» The data
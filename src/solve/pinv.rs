//! Regularised pseudo-inverse from Q and R.
//!
//! - square / tall (`R` is `n × n`): `A⁺ ≈ P (R + δI)⁻¹ Qᵀ`
//! - wide (`R` is `k × n`, `k < n`): `A⁺ ≈ P Rᵀ (R Rᵀ + δI)⁻¹ Qᵀ`, the
//!   minimum-norm form
//!
//! The shift `δ` keeps the inversion well defined when R has zero or tiny
//! diagonal entries. It also means the result is only an approximation of the
//! Moore-Penrose inverse; callers needing exactness must check conditioning
//! themselves.

use log::warn;
use nalgebra::DMatrix;

use super::least_squares::unpermute_rows;
use crate::error::{QrError, Result};

pub fn pseudo_inverse(
    q: &DMatrix<f64>,
    r: &DMatrix<f64>,
    perm: &[usize],
    delta: f64,
) -> Result<DMatrix<f64>> {
    let (k, n) = r.shape();

    let r_pinv = if k == n {
        let shifted = r + DMatrix::identity(k, k) * delta;
        invert(shifted)?
    } else {
        let gram = r * r.transpose() + DMatrix::identity(k, k) * delta;
        r.transpose() * invert(gram)?
    };

    let z = r_pinv * q.transpose();
    Ok(unpermute_rows(&z, perm))
}

fn invert(m: DMatrix<f64>) -> Result<DMatrix<f64>> {
    let dim = m.nrows();
    match m.try_inverse() {
        Some(inv) if inv.iter().all(|v| v.is_finite()) => Ok(inv),
        _ => {
            warn!("regularised {dim}x{dim} factor could not be inverted");
            Err(QrError::SingularFactor)
        }
    }
}
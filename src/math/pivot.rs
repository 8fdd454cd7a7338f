//! Pivot handling shared by every orthogonalization variant.
//!
//! Each algorithm eventually has to decide whether the residual of a column
//! still carries a new direction. That decision (and what happens when it does
//! not) lives here so all variants degrade identically:
//!
//! - residual norm `<= tol` (or non-finite): the Q column is zero and the
//!   R diagonal is exactly `0.0`
//! - otherwise: the Q column is the unit residual and the R diagonal is its norm

use log::trace;
use nalgebra::storage::Storage;
use nalgebra::{DMatrix, Dyn, Vector};

/// `true` when `norm` is too small (or not finite) to normalise by.
pub fn is_degenerate(norm: f64, tol: f64) -> bool {
    !(norm.is_finite() && norm > tol)
}

/// Write the normalised residual `v` into column `col` of `q`.
///
/// Returns the value to store on the R diagonal.
pub fn normalize_into<S>(q: &mut DMatrix<f64>, col: usize, v: &Vector<f64, Dyn, S>, tol: f64) -> f64
where
    S: Storage<f64, Dyn>,
{
    let norm = v.norm();
    if is_degenerate(norm, tol) {
        trace!("column {col} is degenerate (residual norm {norm:e})");
        q.column_mut(col).fill(0.0);
        return 0.0;
    }

    let inv = 1.0 / norm;
    for (dst, &src) in q.column_mut(col).iter_mut().zip(v.iter()) {
        *dst = src * inv;
    }
    norm
}

/// Normalise the diagonal entry `i` of a reflection/rotation based factorization.
///
/// Householder and Givens produce a full orthonormal Q with diagonal entries of
/// either sign. Afterwards:
/// - a degenerate diagonal clears Q column `i` and R row `i`
/// - a negative diagonal flips the sign of R row `i` and Q column `i`, so the
///   result matches the Gram-Schmidt convention `R(i,i) >= 0`
pub fn settle_diagonal(q: &mut DMatrix<f64>, r: &mut DMatrix<f64>, i: usize, tol: f64) {
    let d = r[(i, i)];
    let n = r.ncols();

    if is_degenerate(d.abs(), tol) {
        trace!("diagonal {i} is degenerate ({d:e})");
        q.column_mut(i).fill(0.0);
        for j in i..n {
            r[(i, j)] = 0.0;
        }
        return;
    }

    if d < 0.0 {
        for j in i..n {
            r[(i, j)] = -r[(i, j)];
        }
        for x in q.column_mut(i).iter_mut() {
            *x = -*x;
        }
    }
}

/// Compute a Givens rotation `(c, s, r)` such that
/// `[c s; -s c] · [a; b] = [r; 0]` with `r >= 0`.
pub fn givens(a: f64, b: f64) -> (f64, f64, f64) {
    if b == 0.0 {
        return if a < 0.0 { (-1.0, 0.0, -a) } else { (1.0, 0.0, a) };
    }
    let r = a.hypot(b);
    (a / r, b / r, r)
}
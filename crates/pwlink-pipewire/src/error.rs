//! PipeWire error types.

use std::time::Duration;

use thiserror::Error;

/// PipeWire error type.
#[derive(Debug, Error)]
pub enum PwError {
    #[error("Failed to spawn command: {0}")]
    SpawnFailed(String),

    #[error("Command `{command}` timed out after {timeout:?}")]
    Timeout { command: String, timeout: Duration },

    #[error("Failed to read {stream} of `{command}`: {reason}")]
    ReadFailed { command: String, stream: &'static str, reason: String },

    #[error("Command `{command}` failed with status {status:?}: {stderr}")]
    CommandFailed { command: String, status: Option<i32>, stderr: String },

    #[error("Port not found: {0}")]
    PortNotFound(String),

    #[error(transparent)]
    Core(#[from] pwlink_core::Error),
}

/// Result type for PipeWire operations.
pub type PwResult<T> = Result<T, PwError>;
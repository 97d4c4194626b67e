//! pwlink PipeWire - `pw-link` invocation and graph queries.
//!
//! This crate handles all interactions with the PipeWire linking tool:
//! - Running `pw-link` as a child process, with an optional timeout
//! - Listing input ports, output ports and links
//! - Connecting and disconnecting ports and stereo groups

pub mod client;
pub mod error;
pub mod runner;

pub use client::PwLink;
pub use error::{PwError, PwResult};
pub use runner::{CommandOutput, CommandRunner, ProcessRunner};
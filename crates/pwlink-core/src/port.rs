//! Ports as reported by `pw-link --input/--output --id`.

use std::fmt;

use serde::{Deserialize, Serialize};

/// Port direction.
#[derive(Debug, Clone, Copy, PartialEq, Eq, Hash, Serialize, Deserialize)]
#[serde(rename_all = "lowercase")]
pub enum Direction {
    /// Input port (receives audio)
    Input,
    /// Output port (sends audio)
    Output,
}

impl Direction {
    /// The other direction.
    #[must_use]
    pub fn opposite(self) -> Self {
        match self {
            Self::Input => Self::Output,
            Self::Output => Self::Input,
        }
    }
}

impl fmt::Display for Direction {
    fn fmt(&self, f: &mut fmt::Formatter<'_>) -> fmt::Result {
        f.write_str(match self {
            Self::Input => "input",
            Self::Output => "output",
        })
    }
}

/// Object identifier as printed by the listing tool.
///
/// PipeWire prints numeric global IDs, but the token is kept verbatim so
/// that listings with non-numeric identifiers still parse.
#[derive(Debug, Clone, PartialEq, Eq, Hash, PartialOrd, Ord, Serialize, Deserialize)]
#[serde(transparent)]
pub struct ObjectId(String);

impl ObjectId {
    /// Create an identifier from a raw token.
    #[must_use]
    pub fn new(token: impl Into<String>) -> Self {
        Self(token.into())
    }

    /// The raw token.
    #[must_use]
    pub fn as_str(&self) -> &str {
        &self.0
    }

    /// Numeric view of the token, `None` when it is not a number.
    #[must_use]
    pub fn as_u32(&self) -> Option<u32> {
        self.0.parse().ok()
    }
}

impl fmt::Display for ObjectId {
    fn fmt(&self, f: &mut fmt::Formatter<'_>) -> fmt::Result {
        f.pad(&self.0)
    }
}

impl From<&str> for ObjectId {
    fn from(token: &str) -> Self {
        Self::new(token)
    }
}

impl From<String> for ObjectId {
    fn from(token: String) -> Self {
        Self(token)
    }
}

impl PartialEq<&str> for ObjectId {
    fn eq(&self, other: &&str) -> bool {
        self.0 == *other
    }
}

/// A single named, directioned connection point on a device.
///
/// Ports are value snapshots of one listing call and never change after
/// construction.
#[derive(Debug, Clone, PartialEq, Eq, Hash, Serialize, Deserialize)]
pub struct Port {
    /// Port object ID
    id: ObjectId,
    /// Device (client) namespace
    device: String,
    /// Channel name, stored verbatim
    name: String,
    /// Port direction
    direction: Direction,
    /// Whether the device or name mentions MIDI
    is_midi: bool,
}

impl Port {
    /// Create a port. MIDI detection is derived from the device and name.
    #[must_use]
    pub fn new(
        id: impl Into<ObjectId>,
        device: impl Into<String>,
        name: impl Into<String>,
        direction: Direction,
    ) -> Self {
        let device = device.into();
        let name = name.into();
        let is_midi = looks_like_midi(&device) || looks_like_midi(&name);
        Self { id: id.into(), device, name, direction, is_midi }
    }

    /// Identifier reported by the listing tool.
    #[must_use]
    pub fn id(&self) -> &ObjectId {
        &self.id
    }

    /// Device (client) namespace, the part before the first colon.
    #[must_use]
    pub fn device(&self) -> &str {
        &self.device
    }

    /// Channel name, the part after the first colon.
    #[must_use]
    pub fn name(&self) -> &str {
        &self.name
    }

    #[must_use]
    pub fn direction(&self) -> Direction {
        self.direction
    }

    /// Whether this port carries MIDI rather than audio.
    #[must_use]
    pub fn is_midi(&self) -> bool {
        self.is_midi
    }

    #[must_use]
    pub fn is_input(&self) -> bool {
        self.direction == Direction::Input
    }

    #[must_use]
    pub fn is_output(&self) -> bool {
        self.direction == Direction::Output
    }

    /// The `device:name` token the linking tool accepts.
    #[must_use]
    pub fn qualified_name(&self) -> String {
        format!("{}:{}", self.device, self.name)
    }

    /// Whether this port is the same endpoint as `other` (device and name).
    #[must_use]
    pub fn same_endpoint(&self, other: &Port) -> bool {
        self.device == other.device && self.name == other.name
    }
}

impl fmt::Display for Port {
    fn fmt(&self, f: &mut fmt::Formatter<'_>) -> fmt::Result {
        write!(f, "{}:{} (id {})", self.device, self.name, self.id)
    }
}

fn looks_like_midi(s: &str) -> bool {
    s.to_ascii_lowercase().contains("midi")
}

#[cfg(test)]
mod tests {
    use super::*;

    #[test]
    fn test_qualified_name_and_display() {
        let device = "alsa_output.pci-0000_00.1.analog-stereo";
        let port = Port::new("83", device, "playback_FL", Direction::Input);

        assert_eq!(port.qualified_name(), "alsa_output.pci-0000_00.1.analog-stereo:playback_FL");
        assert_eq!(
            port.to_string(),
            "alsa_output.pci-0000_00.1.analog-stereo:playback_FL (id 83)"
        );
        assert!(port.is_input());
        assert!(!port.is_output());
    }

    #[test]
    fn test_object_id_numeric_view() {
        assert_eq!(ObjectId::from("83").as_u32(), Some(83));
        assert_eq!(ObjectId::from("node-a").as_u32(), None);
        assert_eq!(ObjectId::from("node-a"), "node-a");
    }

    #[test]
    fn test_midi_detection() {
        let name = "Midi Through:(capture_0) Midi Through Port-0";
        let midi = Port::new("32", "Midi-Bridge", name, Direction::Output);
        let audio = Port::new("40", "firefox", "output_FL", Direction::Output);

        assert!(midi.is_midi());
        assert!(!audio.is_midi());
    }

    #[test]
    fn test_direction_opposite() {
        assert_eq!(Direction::Input.opposite(), Direction::Output);
        assert_eq!(Direction::Output.opposite(), Direction::Input);
    }

    #[test]
    fn test_port_serializes_id_as_plain_string() {
        let port = Port::new("7", "dev", "FL", Direction::Output);
        let json = serde_json::to_value(&port).unwrap();

        assert_eq!(json["id"], "7");
        assert_eq!(json["direction"], "output");
        assert_eq!(json["is_midi"], false);
    }
}
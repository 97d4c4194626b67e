//! Parsers for `pw-link` listing output.
//!
//! Port listings (`--input --id`, `--output --id`) print one port per line:
//!
//! ```text
//!   83 alsa_output.pci-0000_00.1.analog-stereo:playback_FL
//! ```
//!
//! Link listings (`--links --id`) print an anchor port followed by one
//! relation line per link, where `|->` means "flows to" and `|<-` means
//! "flows from":
//!
//! ```text
//!   83 alsa_output.pci-0000_00.1.analog-stereo:playback_FL
//!  102   |<-   98 firefox:output_FL
//! ```
//!
//! Both parsers are tolerant: lines that don't fit are skipped and an empty
//! listing is a valid result.

use tracing::{debug, trace};

use crate::link::Link;
use crate::port::{Direction, ObjectId, Port};

/// Relation glyph printed in link listings.
#[derive(Debug, Clone, Copy, PartialEq, Eq)]
enum Glyph {
    /// `|->`, the anchor feeds the peer
    FlowsTo,
    /// `|<-`, the anchor is fed by the peer
    FlowsFrom,
}

impl Glyph {
    const FLOWS_TO: &'static str = "|->";
    const FLOWS_FROM: &'static str = "|<-";

    fn parse(token: &str) -> Option<Self> {
        match token {
            Self::FLOWS_TO => Some(Self::FlowsTo),
            Self::FLOWS_FROM => Some(Self::FlowsFrom),
            _ => None,
        }
    }

    /// Split a leading glyph off `text`.
    fn strip(text: &str) -> Option<(Self, &str)> {
        if let Some(rest) = text.strip_prefix(Self::FLOWS_TO) {
            Some((Self::FlowsTo, rest))
        } else {
            text.strip_prefix(Self::FLOWS_FROM).map(|rest| (Self::FlowsFrom, rest))
        }
    }

    /// Direction of the anchor port for this glyph.
    fn anchor_direction(self) -> Direction {
        match self {
            Self::FlowsTo => Direction::Output,
            Self::FlowsFrom => Direction::Input,
        }
    }
}

/// Split a line into an identifier token and the rest of the line.
fn split_record(line: &str) -> Option<(&str, &str)> {
    let (id, rest) = line.trim_start().split_once(char::is_whitespace)?;
    let rest = rest.trim();
    (!rest.is_empty()).then_some((id, rest))
}

/// Split a `device:name` token at its first colon.
fn split_target(text: &str) -> Option<(&str, &str)> {
    let (device, name) = text.split_once(':')?;
    (!device.is_empty() && !name.is_empty()).then_some((device, name))
}

/// Parse a port listing into ports of the given direction.
#[must_use]
pub fn parse_ports(raw: &str, direction: Direction) -> Vec<Port> {
    let mut ports = Vec::new();

    for line in raw.lines() {
        let parsed = split_record(line)
            .filter(|(id, _)| Glyph::parse(id).is_none())
            .and_then(|(id, text)| split_target(text).map(|(device, name)| (id, device, name)));

        match parsed {
            Some((id, device, name)) => ports.push(Port::new(id, device, name, direction)),
            None if !line.trim().is_empty() => trace!(line, "Skipping unparsable port line"),
            None => {}
        }
    }

    debug!(count = ports.len(), %direction, "Parsed port listing");
    ports
}

/// A classified line of a link listing.
#[derive(Debug)]
enum Record<'a> {
    /// `<id> <device>:<name>`
    Anchor { id: &'a str, device: &'a str, name: &'a str },
    /// `[<link id>] |-> <peer id> <device>:<name>`
    Relation {
        link_id: Option<&'a str>,
        glyph: Glyph,
        peer_id: &'a str,
        device: &'a str,
        name: &'a str,
    },
    /// A line carrying a glyph whose peer could not be parsed
    BrokenRelation(&'a str),
    /// Any other non-blank line
    Other(&'a str),
}

impl<'a> Record<'a> {
    /// Classify a line, `None` for blank lines.
    fn parse(line: &'a str) -> Option<Self> {
        if line.trim().is_empty() {
            return None;
        }
        let Some((id, text)) = split_record(line) else {
            if Glyph::strip(line.trim_start()).is_some() {
                return Some(Self::BrokenRelation(line));
            }
            return Some(Self::Other(line));
        };

        // Without `--id` the relation line starts with the glyph itself.
        let relation = if let Some(glyph) = Glyph::parse(id) {
            Some((None, glyph, text))
        } else {
            Glyph::strip(text).map(|(glyph, rest)| (Some(id), glyph, rest))
        };
        if let Some((link_id, glyph, text)) = relation {
            return Some(Self::relation(link_id, glyph, text).unwrap_or(Self::BrokenRelation(line)));
        }

        Some(match split_target(text) {
            Some((device, name)) => Self::Anchor { id, device, name },
            None => Self::Other(line),
        })
    }

    fn relation(link_id: Option<&'a str>, glyph: Glyph, text: &'a str) -> Option<Self> {
        let (peer_id, target) = split_record(text)?;
        let (device, name) = split_target(target)?;
        Some(Self::Relation { link_id, glyph, peer_id, device, name })
    }
}

/// Parse a link listing into one link per relation line.
///
/// The direction of each anchor is taken from the glyph of its first
/// relation line; every peer gets the opposite direction. The relation run
/// of an anchor ends at the next line that is not a relation, so relation
/// lines below an unparsable line are orphans and are ignored.
#[must_use]
pub fn parse_links(raw: &str) -> Vec<Link> {
    let records: Vec<Record<'_>> = raw.lines().filter_map(Record::parse).collect();
    let mut links = Vec::new();
    let mut i = 0;

    while i < records.len() {
        let Record::Anchor { id, device, name } = records[i] else {
            trace!(record = ?records[i], "Skipping line outside an anchor");
            i += 1;
            continue;
        };
        i += 1;

        let mut anchor: Option<(Glyph, Port)> = None;
        loop {
            match records.get(i) {
                Some(&Record::Relation {
                    link_id,
                    glyph,
                    peer_id,
                    device: peer_device,
                    name: peer_name,
                }) => {
                    let (anchor_glyph, anchor_port) = anchor.get_or_insert_with(|| {
                        (glyph, Port::new(id, device, name, glyph.anchor_direction()))
                    });
                    if glyph != *anchor_glyph {
                        debug!(
                            anchor = %anchor_port,
                            peer_id,
                            "Relation glyph disagrees with anchor direction"
                        );
                    }

                    let direction = anchor_port.direction().opposite();
                    let peer = Port::new(peer_id, peer_device, peer_name, direction);
                    match Link::between(link_id.map(ObjectId::from), anchor_port.clone(), peer) {
                        Ok(link) => links.push(link),
                        Err(e) => debug!(error = %e, "Skipping inconsistent link"),
                    }
                }
                Some(Record::BrokenRelation(line)) => trace!(line, "Skipping malformed relation"),
                _ => break,
            }
            i += 1;
        }
    }

    debug!(count = links.len(), "Parsed link listing");
    links
}
//! Argument vectors for `pw-link` invocations.
//!
//! Listing and linking are both driven through the same tool; this module
//! only produces the arguments. Running them is up to the caller.

use std::fmt;

use serde::{Deserialize, Serialize};

use crate::error::{Error, Result};
use crate::port::{Direction, Port};
use crate::stereo::StereoGroup;

/// Default name of the linking tool.
pub const PW_LINK_COMMAND: &str = "pw-link";

/// Flag that turns a link invocation into an unlink.
pub const DISCONNECT_FLAG: &str = "--disconnect";

/// Flag that makes listings print object IDs.
pub const ID_FLAG: &str = "--id";

/// A mutation of the link graph.
#[derive(Debug, Clone, Copy, PartialEq, Eq, Serialize, Deserialize)]
#[serde(rename_all = "lowercase")]
pub enum LinkAction {
    /// Create a link
    Connect,
    /// Remove a link
    Disconnect,
}

impl LinkAction {
    /// Preposition used when describing the action ("connect to").
    #[must_use]
    pub fn preposition(self) -> &'static str {
        match self {
            Self::Connect => "to",
            Self::Disconnect => "from",
        }
    }
}

impl fmt::Display for LinkAction {
    fn fmt(&self, f: &mut fmt::Formatter<'_>) -> fmt::Result {
        f.write_str(match self {
            Self::Connect => "connect",
            Self::Disconnect => "disconnect",
        })
    }
}

/// A listing query.
#[derive(Debug, Clone, Copy, PartialEq, Eq)]
pub enum Listing {
    /// Input ports
    Inputs,
    /// Output ports
    Outputs,
    /// Links
    Links,
}

impl Listing {
    /// Listing of the ports with the given direction.
    #[must_use]
    pub fn ports(direction: Direction) -> Self {
        match direction {
            Direction::Input => Self::Inputs,
            Direction::Output => Self::Outputs,
        }
    }

    /// Arguments for this listing, with IDs enabled.
    #[must_use]
    pub fn args(self) -> [&'static str; 2] {
        let flag = match self {
            Self::Inputs => "--input",
            Self::Outputs => "--output",
            Self::Links => "--links",
        };
        [flag, ID_FLAG]
    }
}

/// Build the arguments that connect or disconnect two ports.
///
/// The ports may be given in either order: the output's `device:name`
/// always comes first, then the input's. Disconnecting appends
/// [`DISCONNECT_FLAG`].
///
/// # Errors
/// Returns [`Error::InvalidLink`] when both ports have the same direction.
pub fn build_args(this: &Port, other: &Port, action: LinkAction) -> Result<Vec<String>> {
    let (output, input) = match (this.direction(), other.direction()) {
        (Direction::Output, Direction::Input) => (this, other),
        (Direction::Input, Direction::Output) => (other, this),
        (direction, _) => {
            return Err(Error::InvalidLink {
                action,
                direction,
                first: this.to_string(),
                second: other.to_string(),
            });
        }
    };

    let mut args = vec![output.qualified_name(), input.qualified_name()];
    if action == LinkAction::Disconnect {
        args.push(DISCONNECT_FLAG.to_string());
    }
    Ok(args)
}

/// Match the channels of two stereo groups, left with left and right with
/// right. Channels missing on either side are left out.
///
/// # Errors
/// Returns [`Error::InvalidLink`] when both groups have the same direction.
pub fn channel_pairs<'a>(
    this: &'a StereoGroup,
    other: &'a StereoGroup,
    action: LinkAction,
) -> Result<Vec<(&'a Port, &'a Port)>> {
    if this.direction() == other.direction() {
        return Err(Error::InvalidLink {
            action,
            direction: this.direction(),
            first: this.to_string(),
            second: other.to_string(),
        });
    }

    let pairs = [(this.left(), other.left()), (this.right(), other.right())]
        .into_iter()
        .filter_map(|pair| match pair {
            (Some(a), Some(b)) => Some((a, b)),
            _ => None,
        })
        .collect();
    Ok(pairs)
}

» Work to complete
Where does the string "fill" occur in the listing above? Return every line that contains it.

» Answer box
        q.column_mut(col).fill(0.0);
        q.column_mut(i).fill(0.0);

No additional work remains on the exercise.